Given the records below, pull every line with the word "crates" into the answer.

> [DATASET RECORDS]
****************

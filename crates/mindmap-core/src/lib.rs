pub mod graph;
pub mod id;
pub mod layout;
pub mod model;
pub mod mutate;
pub mod normalize;
pub mod visibility;

pub use graph::{GraphEdge, GraphNode, MindmapGraph, level_color, project_graph};
pub use id::NodeId;
pub use layout::{LayoutConfig, Position, compute_layout};
pub use model::{Mindmap, MindmapError, MindmapNode, NodeStyle};
pub use normalize::normalize_tree;
pub use visibility::visible_ids;
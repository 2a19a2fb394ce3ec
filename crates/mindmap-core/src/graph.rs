//! Graph projector: visible tree + positions → renderer-agnostic
//! node/edge lists.
//!
//! The projection carries display metadata (level color, selection flag,
//! collapse flag, box size) but knows nothing about the rendering surface.
//! It holds no state and is recomputed on every tree, collapse, or
//! selection change.

use crate::id::NodeId;
use crate::layout::{LayoutConfig, Position, compute_layout};
use crate::model::Mindmap;
use crate::visibility::visible_ids;
use serde::Serialize;
use std::collections::HashSet;

/// Rendered node box dimensions, shared with the layout spacing defaults.
pub const NODE_WIDTH: f32 = 150.0;
pub const NODE_HEIGHT: f32 = 40.0;

/// Level → color table for visual hierarchy. Levels past the end clamp to
/// the last entry.
pub const LEVEL_COLORS: [&str; 6] = [
    "#6366f1", // indigo - root
    "#8b5cf6", // violet - level 1
    "#a855f7", // purple - level 2
    "#d946ef", // fuchsia - level 3
    "#ec4899", // pink - level 4
    "#f43f5e", // rose - level 5+
];

/// Deterministic color for a depth level.
pub fn level_color(level: u32) -> &'static str {
    LEVEL_COLORS[(level as usize).min(LEVEL_COLORS.len() - 1)]
}

/// One visible node, ready for a renderer to draw.
#[derive(Debug, Clone, PartialEq, Serialize)]
#[serde(rename_all = "camelCase")]
pub struct GraphNode {
    pub id: NodeId,
    pub text: String,
    pub level: u32,
    pub is_root: bool,
    pub is_selected: bool,
    pub has_children: bool,
    pub is_collapsed: bool,
    pub color: &'static str,
    pub position: Position,
    pub width: f32,
    pub height: f32,
}

/// A directed parent → child edge between two visible nodes, colored by
/// the child's level.
#[derive(Debug, Clone, PartialEq, Serialize)]
#[serde(rename_all = "camelCase")]
pub struct GraphEdge {
    pub id: String,
    pub source: NodeId,
    pub target: NodeId,
    pub color: &'static str,
}

/// The full renderer-facing projection.
#[derive(Debug, Clone, PartialEq, Serialize)]
pub struct MindmapGraph {
    pub nodes: Vec<GraphNode>,
    pub edges: Vec<GraphEdge>,
}

/// Project the visible tree into node and edge lists with default spacing.
pub fn project_graph(map: &Mindmap, selected: &[NodeId]) -> MindmapGraph {
    project_graph_with(map, selected, &LayoutConfig::default())
}

/// Project with explicit layout spacing.
pub fn project_graph_with(
    map: &Mindmap,
    selected: &[NodeId],
    config: &LayoutConfig,
) -> MindmapGraph {
    let positions = compute_layout(map, config);
    let visible = visible_ids(map);
    let visible_set: HashSet<NodeId> = visible.iter().copied().collect();

    let mut nodes = Vec::with_capacity(visible.len());
    let mut edges = Vec::new();

    for node_id in &visible {
        let Some(node) = map.get(*node_id) else {
            continue;
        };
        let Some(position) = positions.get(node_id) else {
            continue;
        };

        nodes.push(GraphNode {
            id: node.id,
            text: node.text.clone(),
            level: node.level,
            is_root: node.parent_id.is_none(),
            is_selected: selected.contains(node_id),
            has_children: !node.children.is_empty(),
            is_collapsed: node.collapsed,
            color: level_color(node.level),
            position: *position,
            width: NODE_WIDTH,
            height: NODE_HEIGHT,
        });

        // Edges leave a node only while it is expanded; edges into hidden
        // children are omitted entirely.
        if node.collapsed {
            continue;
        }
        for child_id in &node.children {
            if visible_set.contains(child_id) {
                edges.push(GraphEdge {
                    id: format!("{node_id}-{child_id}"),
                    source: *node_id,
                    target: *child_id,
                    color: level_color(node.level + 1),
                });
            }
        }
    }

    MindmapGraph { nodes, edges }
}

#[cfg(test)]
mod tests {
    use super::*;

    fn id(s: &str) -> NodeId {
        NodeId::intern(s)
    }

    #[test]
    fn projects_every_visible_node_and_edge() {
        let map = Mindmap::sample();
        let graph = project_graph(&map, &[]);

        assert_eq!(graph.nodes.len(), 10);
        // A tree has exactly n - 1 edges when fully expanded.
        assert_eq!(graph.edges.len(), 9);

        let root = graph.nodes.iter().find(|n| n.id == map.root_id).unwrap();
        assert!(root.is_root);
        assert!(root.has_children);
        assert_eq!(root.color, "#6366f1");
    }

    #[test]
    fn selection_flag_follows_selection_state() {
        let map = Mindmap::sample();
        let graph = project_graph(&map, &[id("goals"), id("budget")]);

        for node in &graph.nodes {
            let expected = node.id == id("goals") || node.id == id("budget");
            assert_eq!(node.is_selected, expected, "node {}", node.id);
        }
    }

    #[test]
    fn collapsed_node_emits_no_outgoing_edges() {
        let map = Mindmap::sample();
        let collapsed = map.toggle_collapse(id("timeline")).unwrap();
        let graph = project_graph(&collapsed, &[]);

        assert!(graph.nodes.iter().any(|n| n.id == id("timeline")));
        assert!(!graph.nodes.iter().any(|n| n.id == id("phase1")));
        assert!(!graph.nodes.iter().any(|n| n.id == id("phase2")));
        assert!(!graph.edges.iter().any(|e| e.source == id("timeline")));

        let timeline = graph.nodes.iter().find(|n| n.id == id("timeline")).unwrap();
        assert!(timeline.is_collapsed);
        // Still flagged as a parent so the renderer can show an expander.
        assert!(timeline.has_children);
    }

    #[test]
    fn edges_carry_the_child_level_color() {
        let map = Mindmap::sample();
        let graph = project_graph(&map, &[]);

        let edge = graph
            .edges
            .iter()
            .find(|e| e.source == id("goals") && e.target == id("goal1"))
            .unwrap();
        assert_eq!(edge.id, "goals-goal1");
        assert_eq!(edge.color, level_color(2));
    }

    #[test]
    fn level_color_clamps_past_the_table() {
        assert_eq!(level_color(0), "#6366f1");
        assert_eq!(level_color(5), "#f43f5e");
        assert_eq!(level_color(99), "#f43f5e");
    }

    #[test]
    fn projection_serializes_camel_case() {
        let map = Mindmap::sample();
        let graph = project_graph(&map, &[]);
        let value = serde_json::to_value(&graph).unwrap();

        let first = &value["nodes"][0];
        assert!(first.get("isRoot").is_some());
        assert!(first.get("hasChildren").is_some());
        assert!(first.get("isCollapsed").is_some());
    }
}
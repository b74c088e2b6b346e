use std::time::Duration;

use async_trait::async_trait;
use serde::Deserialize;
use tracing::{error, info, instrument};

use crate::app::ports::RecordSourcePort;
use crate::config::AirtableConfig;
use crate::constants::{EVENTS_TABLE, PROCESS_FILTER};
use crate::domain::RawRecord;
use crate::error::Result;

/// Record source backed by the Airtable REST API. Filtering and sorting are
/// pushed down to the service through a filter formula.
pub struct AirtableEvents {
    client: reqwest::Client,
    base_id: String,
    api_key: String,
}

#[derive(Debug, Deserialize)]
struct RecordPage {
    records: Vec<PageRecord>,
}

#[derive(Debug, Deserialize)]
struct PageRecord {
    fields: RawRecord,
}

impl AirtableEvents {
    /// Reads the API key from `AIRTABLE_API_KEY`.
    pub fn new(config: &AirtableConfig) -> Result<Self> {
        let api_key = std::env::var("AIRTABLE_API_KEY")?;
        let client = reqwest::Client::builder()
            .timeout(Duration::from_secs(config.timeout_seconds))
            .build()?;
        Ok(Self {
            client,
            base_id: config.base_id.clone(),
            api_key,
        })
    }

    fn endpoint(&self) -> String {
        format!("https://api.airtable.com/v0/{}/{}", self.base_id, EVENTS_TABLE)
    }

    async fn fetch_page(&self, is_future: bool) -> Result<Vec<RawRecord>> {
        let page: RecordPage = self
            .client
            .get(self.endpoint())
            .bearer_auth(&self.api_key)
            .query(&[
                ("filterByFormula", filter_formula(is_future).as_str()),
                ("sort[0][field]", "Start Date"),
                ("sort[0][direction]", "desc"),
            ])
            .send()
            .await?
            .error_for_status()?
            .json()
            .await?;
        Ok(page.records.into_iter().map(|record| record.fields).collect())
    }
}

/// Builds the Airtable filter formula for one window. The future window
/// reaches 2 days back so an event stays "upcoming" while it runs; the past
/// window reaches 1 day forward for the mirror reason.
pub fn filter_formula(is_future: bool) -> String {
    let date_filter = if is_future { "IS_AFTER" } else { "IS_BEFORE" };
    let days = if is_future { "-2" } else { "1" };
    let start_date_filter =
        format!(r#"{date_filter}({{Start Date}}, DATEADD(TODAY(), {days}, "days"))"#);
    let end_date_filter = format!(
        r#"OR(BLANK({{Start Date}}),{date_filter}({{End Date}}, DATEADD(TODAY(), {days}, "days")))"#
    );
    let date_filter = format!("OR({start_date_filter}, {end_date_filter})");
    format!("AND({date_filter},{PROCESS_FILTER})")
}

#[async_trait]
impl RecordSourcePort for AirtableEvents {
    #[instrument(skip(self))]
    async fn fetch_raw_events(&self, is_future: bool) -> Vec<RawRecord> {
        match self.fetch_page(is_future).await {
            Ok(records) => {
                info!("Fetched {} raw event records from Airtable", records.len());
                records
            }
            Err(e) => {
                // The caller renders "no events", never an error state
                error!("Failed to fetch events from Airtable: {e}");
                Vec::new()
            }
        }
    }
}
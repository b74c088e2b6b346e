pub mod airtable;
use std::sync::Arc;

use anyhow::Result;
use clap::Parser;

use celo_events::apis::airtable::AirtableEvents;
use celo_events::app::events_use_case::EventsUseCase;
use celo_events::config::Config;
use celo_events::constants::DEFAULT_LOCALE;
use celo_events::infra::memory_cache::MemoryCache;
use celo_events::logging::init_logging;

/// Fetches the Celo community event lists and prints them as JSON.
#[derive(Parser)]
#[command(name = "celo_events")]
struct Cli {
    /// Fetch the past window instead of the upcoming one
    #[arg(long)]
    past: bool,

    /// Locale used in the cache key
    #[arg(long, default_value = DEFAULT_LOCALE)]
    locale: String,
}

#[tokio::main]
async fn main() -> Result<()> {
    dotenv::dotenv().ok();
    init_logging();

    let cli = Cli::parse();
    let config = Config::load()?;

    let source = Arc::new(AirtableEvents::new(&config.airtable)?);
    let cache = Arc::new(MemoryCache::new());
    let use_case = EventsUseCase::new(source, cache, cli.locale);

    let collection = use_case.get_formatted_events(!cli.past).await;
    println!("{}", serde_json::to_string_pretty(&collection)?);
    Ok(())
}
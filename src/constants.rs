use once_cell::sync::Lazy;
use std::collections::HashMap;
use std::time::Duration;

/// Airtable table holding every community event.
pub const EVENTS_TABLE: &str = "All Events";

/// How long a fetched page of raw records stays fresh.
pub const EVENTS_CACHE_TTL: Duration = Duration::from_secs(3 * 60);

/// Locale used for cache keys until the site grows a second language.
pub const DEFAULT_LOCALE: &str = "en";

// Internal field names
pub const FIELD_NAME: &str = "name";
pub const FIELD_DESCRIPTION: &str = "description";
pub const FIELD_LINK: &str = "link";
pub const FIELD_LOCATION: &str = "location";
pub const FIELD_CELO_HOSTED: &str = "celoHosted";
pub const FIELD_CELO_SPEAKING: &str = "celoSpeaking";
pub const FIELD_START_DATE: &str = "startDate";
pub const FIELD_END_DATE: &str = "endDate";

/// Mapping from internal field names to the Airtable sheet column labels.
pub static KEY_CONVERSION: Lazy<HashMap<&'static str, &'static str>> = Lazy::new(|| {
    HashMap::from([
        (FIELD_NAME, "Event Title"),
        (FIELD_DESCRIPTION, "Description of Event"),
        (FIELD_LINK, "Event Link"),
        (FIELD_LOCATION, "Location (Format: City, Country)"),
        (FIELD_CELO_HOSTED, "Celo Hosted?"),
        (FIELD_CELO_SPEAKING, "Celo Team Member Speaking?"),
        (FIELD_START_DATE, "Start Date"),
        (FIELD_END_DATE, "End Date"),
    ])
});

/// Allow-list over the sheet's Process column; anything else is still being
/// organized and must not show up on the site.
pub const PROCESS_FILTER: &str = r#"OR(Process="Complete", Process="Scheduled", Process="Conference, Speaking", Process="This Week")"#;
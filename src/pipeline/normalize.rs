use std::cmp::Ordering;

use serde_json::Value;
use tracing::debug;

use crate::constants::{
    FIELD_CELO_HOSTED, FIELD_CELO_SPEAKING, FIELD_DESCRIPTION, FIELD_END_DATE, FIELD_LINK,
    FIELD_LOCATION, FIELD_NAME, FIELD_START_DATE, KEY_CONVERSION,
};
use crate::domain::{Event, RawRecord};

/// A raw record with its keys renamed to internal field names, values still
/// in their loose source form. Only lives inside `normalize_events`.
#[derive(Debug)]
struct IntermediateEvent {
    name: Option<String>,
    description: Option<String>,
    link: Option<String>,
    location: Option<String>,
    celo_hosted: Value,
    celo_speaking: Value,
    start_date: Option<String>,
    end_date: Option<String>,
}

/// Converts a page of raw Airtable records into canonical events:
/// key mapping, required-field gate, boolean coercion, then a stable
/// descending sort by the start-date string.
pub fn normalize_events(records: &[RawRecord]) -> Vec<Event> {
    let total = records.len();
    let mut events: Vec<Event> = records
        .iter()
        .map(convert_keys)
        .filter(has_required_fields)
        .map(convert_values)
        .collect();
    if events.len() < total {
        debug!(
            "Dropped {} of {} raw records missing a required field",
            total - events.len(),
            total
        );
    }
    events.sort_by(order_by_date);
    events
}

fn convert_keys(raw: &RawRecord) -> IntermediateEvent {
    IntermediateEvent {
        name: string_field(raw, FIELD_NAME),
        description: string_field(raw, FIELD_DESCRIPTION),
        link: string_field(raw, FIELD_LINK),
        location: string_field(raw, FIELD_LOCATION),
        celo_hosted: loose_field(raw, FIELD_CELO_HOSTED),
        celo_speaking: loose_field(raw, FIELD_CELO_SPEAKING),
        start_date: string_field(raw, FIELD_START_DATE),
        end_date: string_field(raw, FIELD_END_DATE),
    }
}

fn string_field(raw: &RawRecord, field: &str) -> Option<String> {
    raw.get(KEY_CONVERSION[field])
        .and_then(|v| v.as_str())
        .map(|s| s.to_string())
}

fn loose_field(raw: &RawRecord, field: &str) -> Value {
    raw.get(KEY_CONVERSION[field]).cloned().unwrap_or(Value::Null)
}

/// The content-quality gate: rows without a name, location and start date
/// never reach the UI.
fn has_required_fields(event: &IntermediateEvent) -> bool {
    let present = |field: &Option<String>| field.as_deref().is_some_and(|s| !s.is_empty());
    present(&event.name) && present(&event.location) && present(&event.start_date)
}

fn convert_values(event: IntermediateEvent) -> Event {
    Event {
        // Gate guarantees the required three are present
        name: event.name.unwrap_or_default(),
        description: event.description,
        link: event.link,
        location: event.location.unwrap_or_default(),
        celo_hosted: truthy(&event.celo_hosted),
        celo_speaking: truthy(&event.celo_speaking),
        start_date: event.start_date.unwrap_or_default(),
        end_date: event.end_date,
    }
}

/// JS-style truthiness over a raw JSON value. The sheet sometimes holds a
/// checkbox boolean and sometimes free text like "yes".
fn truthy(value: &Value) -> bool {
    match value {
        Value::Null => false,
        Value::Bool(b) => *b,
        Value::Number(n) => n.as_f64().is_some_and(|f| f != 0.0),
        Value::String(s) => !s.is_empty(),
        Value::Array(_) | Value::Object(_) => true,
    }
}

/// Descending by start-date string. The sheet keeps dates in one zero-padded
/// format, so the lexicographic order doubles as reverse-chronological order.
fn order_by_date(a: &Event, b: &Event) -> Ordering {
    b.start_date.cmp(&a.start_date)
}
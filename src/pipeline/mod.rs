pub mod normalize;
pub mod partition;
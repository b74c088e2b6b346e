use std::collections::HashMap;
use std::time::{Duration, Instant};

use async_trait::async_trait;
use tokio::sync::Mutex;
use tracing::debug;

use crate::app::ports::{EventCachePort, RecordProducer};
use crate::domain::RawRecord;

struct CacheEntry {
    stored_at: Instant,
    records: Vec<RawRecord>,
}

impl CacheEntry {
    fn is_fresh(&self, ttl: Duration) -> bool {
        self.stored_at.elapsed() < ttl
    }
}

/// In-memory TTL cache for raw record pages.
///
/// The map lock is held across the producer await, so concurrent requests
/// for the same key trigger at most one fetch per TTL window.
pub struct MemoryCache {
    entries: Mutex<HashMap<String, CacheEntry>>,
}

impl Default for MemoryCache {
    fn default() -> Self {
        Self::new()
    }
}

impl MemoryCache {
    pub fn new() -> Self {
        Self {
            entries: Mutex::new(HashMap::new()),
        }
    }
}

#[async_trait]
impl EventCachePort for MemoryCache {
    async fn fetch_cached(
        &self,
        key: &str,
        locale: &str,
        ttl: Duration,
        producer: RecordProducer,
    ) -> Vec<RawRecord> {
        let full_key = format!("{key}:{locale}");
        let mut entries = self.entries.lock().await;

        if let Some(entry) = entries.get(&full_key) {
            if entry.is_fresh(ttl) {
                debug!("Cache hit for {}", full_key);
                return entry.records.clone();
            }
        }

        debug!("Cache miss for {}, invoking producer", full_key);
        let records = producer.await;
        entries.insert(
            full_key,
            CacheEntry {
                stored_at: Instant::now(),
                records: records.clone(),
            },
        );
        records
    }
}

****************

> [SOLVED EXERCISE]
filename crates/mindmap-core/src/lib.rs
filename crates/mindmap-core/src/graph.rs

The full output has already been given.